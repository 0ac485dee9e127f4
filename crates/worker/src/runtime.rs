//! Spawns and stops the long-running pipeline tasks.

use std::sync::Arc;
use std::time::Duration;

use photochanger_pipeline::{CleanupSweeper, PipelineContext, QueueWorker, WorkerConfig};
use tokio::task::JoinHandle;
use tokio_util::sync::CancellationToken;

/// Task counts and intervals for [`Services::start`].
#[derive(Debug, Clone)]
pub struct ServiceSettings {
    pub worker_count: usize,
    pub worker: WorkerConfig,
    pub expiry_sweep_interval: Duration,
    pub cleanup_interval: Duration,
}

/// Handles of the running tasks, all tied to one cancellation token.
pub struct Services {
    cancel: CancellationToken,
    handles: Vec<(String, JoinHandle<()>)>,
}

impl Services {
    /// Spawn `worker_count` queue workers, the expiry reaper and the media
    /// cleanup sweeper.
    pub fn start(ctx: PipelineContext, settings: &ServiceSettings) -> Self {
        let cancel = CancellationToken::new();
        let worker = Arc::new(QueueWorker::new(ctx.clone(), settings.worker.clone()));
        let mut handles = Vec::with_capacity(settings.worker_count + 2);

        for worker_id in 1..=settings.worker_count {
            let worker = Arc::clone(&worker);
            let cancel = cancel.clone();
            handles.push((
                format!("worker-{worker_id}"),
                tokio::spawn(async move { worker.run(worker_id, cancel).await }),
            ));
        }

        {
            let worker = Arc::clone(&worker);
            let cancel = cancel.clone();
            let interval = settings.expiry_sweep_interval;
            handles.push((
                "expiry-reaper".to_string(),
                tokio::spawn(async move { worker.run_reaper(interval, cancel).await }),
            ));
        }

        let sweeper = CleanupSweeper::new(ctx.queue.clone(), ctx.media.clone(), ctx.clock.clone())
            .with_interval(settings.cleanup_interval);
        let sweeper_cancel = cancel.clone();
        handles.push((
            "media-cleanup".to_string(),
            tokio::spawn(async move { sweeper.run(sweeper_cancel).await }),
        ));

        tracing::info!(
            workers = settings.worker_count,
            expiry_sweep_ms = settings.expiry_sweep_interval.as_millis() as u64,
            cleanup_secs = settings.cleanup_interval.as_secs(),
            "Pipeline services started",
        );
        Self { cancel, handles }
    }

    /// Cancel all tasks and wait up to `grace` for each to finish.
    ///
    /// Returns the number of tasks that did not stop in time or panicked.
    pub async fn shutdown(self, grace: Duration) -> usize {
        self.cancel.cancel();
        let mut unclean = 0;
        for (name, handle) in self.handles {
            match tokio::time::timeout(grace, handle).await {
                Ok(Ok(())) => tracing::debug!(task = %name, "Task stopped"),
                Ok(Err(e)) => {
                    unclean += 1;
                    tracing::error!(task = %name, error = %e, "Task ended abnormally");
                }
                Err(_) => {
                    unclean += 1;
                    tracing::warn!(task = %name, grace_secs = grace.as_secs(), "Task did not stop in time");
                }
            }
        }
        unclean
    }
}

#[cfg(test)]
mod tests {
    use std::sync::Arc;

    use chrono::{Duration as ChronoDuration, TimeZone, Utc};
    use photochanger_core::clock::{Clock, ManualClock};
    use photochanger_db::models::job::Job;
    use photochanger_db::models::slot::Slot;
    use photochanger_db::models::status::FailureReason;
    use photochanger_events::EventBus;
    use photochanger_pipeline::{
        JobQueue, MemoryJobQueue, MemoryMediaStore, MemoryStatsStore, StaticSlotDirectory,
        StatsCache, StatsCacheConfig,
    };
    use photochanger_providers::ProviderRegistry;

    use super::*;

    fn settings() -> ServiceSettings {
        ServiceSettings {
            worker_count: 2,
            worker: WorkerConfig {
                poll_interval: Duration::from_millis(2),
                ..WorkerConfig::default()
            },
            expiry_sweep_interval: Duration::from_millis(2),
            cleanup_interval: Duration::from_millis(5),
        }
    }

    fn context(queue: Arc<MemoryJobQueue>, clock: Arc<ManualClock>) -> PipelineContext {
        PipelineContext {
            queue,
            slots: Arc::new(StaticSlotDirectory::new(Vec::<Slot>::new())),
            providers: Arc::new(ProviderRegistry::new()),
            media: Arc::new(MemoryMediaStore::new(clock.clone())),
            stats: Arc::new(StatsCache::new(
                Arc::new(MemoryStatsStore::new()),
                clock.clone(),
                StatsCacheConfig::default(),
            )),
            events: Arc::new(EventBus::default()),
            clock,
        }
    }

    #[tokio::test]
    async fn services_stop_cleanly_on_shutdown() {
        let clock = Arc::new(ManualClock::new(Utc::now()));
        let services = Services::start(context(Arc::new(MemoryJobQueue::new(4)), clock), &settings());

        tokio::time::sleep(Duration::from_millis(10)).await;
        assert_eq!(services.shutdown(Duration::from_secs(2)).await, 0);
    }

    #[tokio::test]
    async fn reaper_times_out_overdue_jobs() {
        let start = Utc.with_ymd_and_hms(2025, 6, 1, 12, 0, 0).unwrap();
        let clock = Arc::new(ManualClock::new(start));
        let queue = Arc::new(MemoryJobQueue::new(4));
        let job = queue
            .enqueue(Job::new_pending(
                "slot-001",
                None,
                start,
                start + ChronoDuration::seconds(48),
            ))
            .await
            .unwrap();
        // Past the deadline before any worker could claim it.
        clock.advance(ChronoDuration::seconds(60));

        let services = Services::start(context(queue.clone(), clock.clone()), &settings());
        let mut finalized = None;
        for _ in 0..500 {
            let current = queue.get_job(job.id).await.unwrap().unwrap();
            if current.is_finalized {
                finalized = Some(current);
                break;
            }
            tokio::time::sleep(Duration::from_millis(2)).await;
        }
        services.shutdown(Duration::from_secs(2)).await;

        let finalized = finalized.unwrap();
        assert_eq!(finalized.failure_reason, Some(FailureReason::Timeout));
        assert!(finalized.finalized_at.unwrap() <= clock.now());
    }
}
//! Submit/poll tracking for backends that answer in a single HTTP call.
//!
//! `start` launches the call as a background task and hands back a local
//! reference; `poll` reports `processing` until the task has finished. A
//! transport failure is reported once and the same request is relaunched
//! on the next poll.

use std::collections::HashMap;
use std::future::Future;
use std::pin::Pin;
use std::sync::{Arc, Mutex, MutexGuard};

use tokio::task::JoinHandle;

use crate::adapter::{PollStatus, ProviderError, ProviderPayload, ProviderResult};
use crate::registry::ProviderId;

pub(crate) type CallResult = Result<ProviderResult, ProviderError>;

type CallFuture = Pin<Box<dyn Future<Output = CallResult> + Send>>;

/// Performs one request for a prepared payload.
pub(crate) type Call = Arc<dyn Fn(ProviderPayload) -> CallFuture + Send + Sync>;

/// Box a request function into a relaunchable [`Call`].
pub(crate) fn call<F, Fut>(f: F) -> Call
where
    F: Fn(ProviderPayload) -> Fut + Send + Sync + 'static,
    Fut: Future<Output = CallResult> + Send + 'static,
{
    Arc::new(move |payload: ProviderPayload| -> CallFuture { Box::pin(f(payload)) })
}

/// A launched request and the state of its latest attempt.
struct InFlight {
    payload: ProviderPayload,
    call: Call,
    attempt: Attempt,
}

enum Attempt {
    Running(JoinHandle<CallResult>),
    /// The last attempt failed with a transport error; relaunch on next poll.
    Retry,
}

pub(crate) struct PendingCalls {
    provider: ProviderId,
    in_flight: Mutex<HashMap<String, InFlight>>,
}

impl PendingCalls {
    pub(crate) fn new(provider: ProviderId) -> Self {
        Self {
            provider,
            in_flight: Mutex::new(HashMap::new()),
        }
    }

    fn lock(&self) -> MutexGuard<'_, HashMap<String, InFlight>> {
        self.in_flight
            .lock()
            .unwrap_or_else(|poisoned| poisoned.into_inner())
    }

    pub(crate) fn start(&self, payload: &ProviderPayload, call: Call) -> String {
        let reference = uuid::Uuid::now_v7().to_string();
        let handle = tokio::spawn(call(payload.clone()));
        self.lock().insert(
            reference.clone(),
            InFlight {
                payload: payload.clone(),
                call,
                attempt: Attempt::Running(handle),
            },
        );
        tracing::debug!(
            provider = %self.provider,
            reference = %reference,
            endpoint = %payload.endpoint,
            "Provider request launched"
        );
        reference
    }

    pub(crate) async fn poll(&self, reference: &str) -> Result<PollStatus, ProviderError> {
        // Take a finished handle out under the lock; await it without the lock.
        let finished = {
            let mut in_flight = self.lock();
            let Some(entry) = in_flight.get_mut(reference) else {
                return Err(ProviderError::semantic(
                    "unknown_reference",
                    format!("no {} request with reference {reference}", self.provider),
                ));
            };
            if matches!(entry.attempt, Attempt::Retry) {
                let handle = tokio::spawn((entry.call)(entry.payload.clone()));
                entry.attempt = Attempt::Running(handle);
                tracing::debug!(provider = %self.provider, reference, "Provider request relaunched");
                return Ok(PollStatus::Processing);
            }
            if matches!(&entry.attempt, Attempt::Running(handle) if !handle.is_finished()) {
                return Ok(PollStatus::Processing);
            }
            match std::mem::replace(&mut entry.attempt, Attempt::Retry) {
                Attempt::Running(handle) => handle,
                Attempt::Retry => return Ok(PollStatus::Processing),
            }
        };

        let outcome = finished
            .await
            .unwrap_or_else(|e| Err(ProviderError::transport(format!("request task failed: {e}"))));

        match outcome {
            Ok(result) => {
                self.lock().remove(reference);
                Ok(PollStatus::Succeeded(result))
            }
            // Entry stays in `Retry`; the next poll relaunches the request.
            Err(err @ ProviderError::Transport(_)) => Err(err),
            Err(err) => {
                self.lock().remove(reference);
                Err(err)
            }
        }
    }

    /// Abort and forget the request. Idempotent.
    pub(crate) fn cancel(&self, reference: &str) {
        if let Some(entry) = self.lock().remove(reference) {
            if let Attempt::Running(handle) = entry.attempt {
                handle.abort();
            }
            tracing::debug!(provider = %self.provider, reference, "Provider request cancelled");
        }
    }
}
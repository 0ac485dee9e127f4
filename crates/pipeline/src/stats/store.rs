//! Persistence behind the statistics cache.

use std::collections::HashMap;
use std::sync::{Arc, Mutex, MutexGuard};

use async_trait::async_trait;
use photochanger_core::stats::{RecentResult, StatsCounters, StatsMetric, StatsScope, StatsWindow};
use photochanger_core::types::Timestamp;
use photochanger_db::models::processing_log::ProcessingLog;

use crate::error::StatsError;
use crate::queue::MemoryJobQueue;

#[async_trait]
pub trait StatsStore: Send + Sync {
    /// Persist one audit entry together with its aggregate increments.
    async fn record(&self, log: &ProcessingLog) -> Result<(), StatsError>;

    /// Aggregate periods of `scope`/`window` ending after `since`, oldest first.
    async fn load_metrics(
        &self,
        scope: &StatsScope,
        window: StatsWindow,
        since: Timestamp,
    ) -> Result<Vec<StatsMetric>, StatsError>;

    /// Successful jobs of `slot_id` finalized at or after `since`, newest first.
    async fn recent_results(
        &self,
        slot_id: &str,
        since: Timestamp,
        limit: usize,
    ) -> Result<Vec<RecentResult>, StatsError>;
}

type AggregateKey = (String, StatsWindow, Timestamp);

#[derive(Default)]
struct JournalState {
    logs: Vec<ProcessingLog>,
    aggregates: HashMap<AggregateKey, (Timestamp, StatsCounters)>,
}

/// In-process processing log with its aggregate counters.
///
/// [`MemoryJobQueue`] appends admission and terminal entries while it holds
/// its own lock, so a job transition and its entry are one step.
#[derive(Default)]
pub struct MemoryJournal {
    state: Mutex<JournalState>,
}

impl MemoryJournal {
    pub fn new() -> Self {
        Self::default()
    }

    pub fn append(&self, log: &ProcessingLog) {
        let mut state = self.lock();
        for update in log.aggregate_updates() {
            let entry = state
                .aggregates
                .entry((update.scope, update.window, update.period_start))
                .or_insert((update.period_end, StatsCounters::default()));
            entry.1 = entry.1.add(&update.delta);
        }
        state.logs.push(log.clone());
    }

    /// Every entry, in append order.
    pub fn logs(&self) -> Vec<ProcessingLog> {
        self.lock().logs.clone()
    }

    fn metrics(&self, scope: &StatsScope, window: StatsWindow, since: Timestamp) -> Vec<StatsMetric> {
        let state = self.lock();
        let mut metrics: Vec<StatsMetric> = state
            .aggregates
            .iter()
            .filter(|((key, w, _), (end, _))| key == scope.as_key() && *w == window && *end > since)
            .map(|((_, _, start), (end, counters))| StatsMetric {
                period_start: *start,
                period_end: *end,
                counters: *counters,
            })
            .collect();
        metrics.sort_by_key(|m| m.period_start);
        metrics
    }

    fn lock(&self) -> MutexGuard<'_, JournalState> {
        self.state.lock().unwrap_or_else(|poisoned| poisoned.into_inner())
    }
}

/// In-process stats store over a [`MemoryJournal`]. Recent results come
/// from an optional [`MemoryJobQueue`].
#[derive(Default)]
pub struct MemoryStatsStore {
    journal: Arc<MemoryJournal>,
    jobs: Option<Arc<MemoryJobQueue>>,
}

impl MemoryStatsStore {
    pub fn new() -> Self {
        Self::default()
    }

    /// Share the journal of `jobs` so queue transitions and audit entries
    /// land in one log.
    pub fn with_jobs(jobs: Arc<MemoryJobQueue>) -> Self {
        Self {
            journal: jobs.journal(),
            jobs: Some(jobs),
        }
    }

    /// Every recorded entry, in recording order.
    pub fn logs(&self) -> Vec<ProcessingLog> {
        self.journal.logs()
    }
}

#[async_trait]
impl StatsStore for MemoryStatsStore {
    async fn record(&self, log: &ProcessingLog) -> Result<(), StatsError> {
        self.journal.append(log);
        Ok(())
    }

    async fn load_metrics(
        &self,
        scope: &StatsScope,
        window: StatsWindow,
        since: Timestamp,
    ) -> Result<Vec<StatsMetric>, StatsError> {
        Ok(self.journal.metrics(scope, window, since))
    }

    async fn recent_results(
        &self,
        slot_id: &str,
        since: Timestamp,
        limit: usize,
    ) -> Result<Vec<RecentResult>, StatsError> {
        let Some(jobs) = &self.jobs else {
            return Ok(Vec::new());
        };
        let mut results: Vec<RecentResult> = jobs
            .snapshot()
            .iter()
            .filter(|job| job.slot_id == slot_id)
            .filter_map(|job| job.as_recent_result())
            .filter(|result| result.finalized_at >= since)
            .collect();
        results.sort_by(|a, b| b.finalized_at.cmp(&a.finalized_at));
        results.truncate(limit);
        Ok(results)
    }
}

#[cfg(test)]
mod tests {
    use chrono::{Duration, TimeZone, Utc};
    use photochanger_db::models::job::Job;
    use photochanger_db::models::status::{FailureReason, ProcessingStatus};
    use uuid::Uuid;

    use crate::queue::JobQueue;

    use super::*;

    fn at(h: u32, m: u32) -> Timestamp {
        Utc.with_ymd_and_hms(2025, 7, 3, h, m, 0).unwrap()
    }

    fn log(slot: &str, status: ProcessingStatus, occurred_at: Timestamp) -> ProcessingLog {
        ProcessingLog::new(Uuid::now_v7(), slot, status, occurred_at)
    }

    #[tokio::test]
    async fn memory_store_sums_events_per_period() {
        let store = MemoryStatsStore::new();
        store.record(&log("slot-001", ProcessingStatus::Succeeded, at(9, 5))).await.unwrap();
        store.record(&log("slot-001", ProcessingStatus::Timeout, at(9, 40))).await.unwrap();
        store.record(&log("slot-002", ProcessingStatus::Succeeded, at(10, 5))).await.unwrap();

        let since = at(0, 0) - Duration::days(1);
        let slot_hours = store
            .load_metrics(&StatsScope::slot("slot-001"), StatsWindow::Hour, since)
            .await
            .unwrap();
        assert_eq!(slot_hours.len(), 1);
        assert_eq!(slot_hours[0].counters.success, 1);
        assert_eq!(slot_hours[0].counters.timeouts, 1);

        let global_days = store
            .load_metrics(&StatsScope::Global, StatsWindow::Day, since)
            .await
            .unwrap();
        assert_eq!(global_days.len(), 1);
        assert_eq!(global_days[0].counters.success, 2);
        assert_eq!(store.logs().len(), 3);
    }

    #[tokio::test]
    async fn store_built_on_a_queue_sees_its_transitions() {
        let queue = Arc::new(MemoryJobQueue::new(10));
        let store = MemoryStatsStore::with_jobs(queue.clone());

        let job = queue
            .enqueue(Job::new_pending("slot-001", None, at(9, 0), at(9, 0) + Duration::seconds(48)))
            .await
            .unwrap();
        queue.release_expired(at(9, 5)).await.unwrap();

        let statuses: Vec<_> = store.logs().iter().map(|l| (l.job_id, l.status)).collect();
        assert_eq!(
            statuses,
            vec![(job.id, ProcessingStatus::Received), (job.id, ProcessingStatus::Timeout)]
        );
        let hours = store
            .load_metrics(&StatsScope::slot("slot-001"), StatsWindow::Hour, at(0, 0))
            .await
            .unwrap();
        assert_eq!(hours[0].counters.ingest_count, 1);
        assert_eq!(hours[0].counters.timeouts, 1);
        let stored = queue.get_job(job.id).await.unwrap().unwrap();
        assert_eq!(stored.failure_reason, Some(FailureReason::Timeout));
    }
}
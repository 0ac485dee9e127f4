//! Ingest slots: a fixed entry point bound to one provider operation.

use photochanger_core::types::Timestamp;
use serde::{Deserialize, Serialize};
use sqlx::FromRow;

/// A row from the `slots` table.
#[derive(Debug, Clone, PartialEq, FromRow, Serialize, Deserialize)]
pub struct Slot {
    pub id: String,
    pub name: String,
    pub provider_id: String,
    pub operation_id: String,
    pub settings_json: serde_json::Value,
    pub created_at: Timestamp,
    pub updated_at: Timestamp,
}

impl Slot {
    pub fn new(
        id: impl Into<String>,
        provider_id: impl Into<String>,
        operation_id: impl Into<String>,
        settings_json: serde_json::Value,
        now: Timestamp,
    ) -> Self {
        let id = id.into();
        Self {
            name: id.clone(),
            id,
            provider_id: provider_id.into(),
            operation_id: operation_id.into(),
            settings_json,
            created_at: now,
            updated_at: now,
        }
    }

    /// String setting from `settings_json`, if present and non-empty.
    pub fn setting_str(&self, key: &str) -> Option<&str> {
        self.settings_json
            .get(key)
            .and_then(serde_json::Value::as_str)
            .filter(|v| !v.trim().is_empty())
    }
}
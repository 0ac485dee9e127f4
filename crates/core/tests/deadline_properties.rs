//! Property tests for the deadline arithmetic.

use chrono::{Duration, TimeZone, Utc};
use photochanger_core::deadlines::{
    artifact_expiry, deadline_info, job_expires_at, result_expires_at,
};
use photochanger_core::types::Timestamp;
use proptest::prelude::*;

fn instant(offset_secs: i64) -> Timestamp {
    Utc.with_ymd_and_hms(2025, 1, 1, 0, 0, 0).unwrap() + Duration::seconds(offset_secs)
}

proptest! {
    #[test]
    fn expires_at_is_created_plus_budget(offset in 0i64..10_000_000, sync in 1u32..600) {
        let created = instant(offset);
        let expires = job_expires_at(created, sync, sync).unwrap();
        prop_assert_eq!(expires, created + Duration::seconds(i64::from(sync)));
    }

    #[test]
    fn mismatched_ttl_always_fails(sync in 1u32..600, link in 1u32..600) {
        prop_assume!(sync != link);
        prop_assert!(job_expires_at(instant(0), sync, link).is_err());
    }

    #[test]
    fn artifacts_never_outlive_their_job(
        created in 0i64..1_000_000,
        job_window in 0i64..1_000_000,
        ttl in 0u32..1_000_000,
    ) {
        let job_expires = instant(created + job_window);
        let expiry = artifact_expiry(instant(created), job_expires, ttl);
        prop_assert!(expiry <= job_expires);
        prop_assert!(expiry <= instant(created) + Duration::seconds(i64::from(ttl)));
    }

    #[test]
    fn remaining_is_never_negative(expires in 0i64..100_000, now in 0i64..100_000) {
        let info = deadline_info(instant(expires), instant(now));
        prop_assert!(info.remaining_ms >= 0);
        prop_assert_eq!(info.is_expired, now >= expires);
    }

    #[test]
    fn result_expiry_follows_retention(offset in 0i64..10_000_000, hours in 1i64..10_000) {
        let finalized = instant(offset);
        let expires = result_expires_at(finalized, hours).unwrap();
        prop_assert_eq!(expires - finalized, Duration::hours(hours));
    }
}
____________
Whenever the word "PollStatus" shows up in a line of the entries, list that line.

use crate::adapter::{PollStatus, ProviderError, ProviderPayload, ProviderResult};
    pub(crate) async fn poll(&self, reference: &str) -> Result<PollStatus, ProviderError> {
                return Ok(PollStatus::Processing);
                return Ok(PollStatus::Processing);
                Attempt::Retry => return Ok(PollStatus::Processing),
                Ok(PollStatus::Succeeded(result))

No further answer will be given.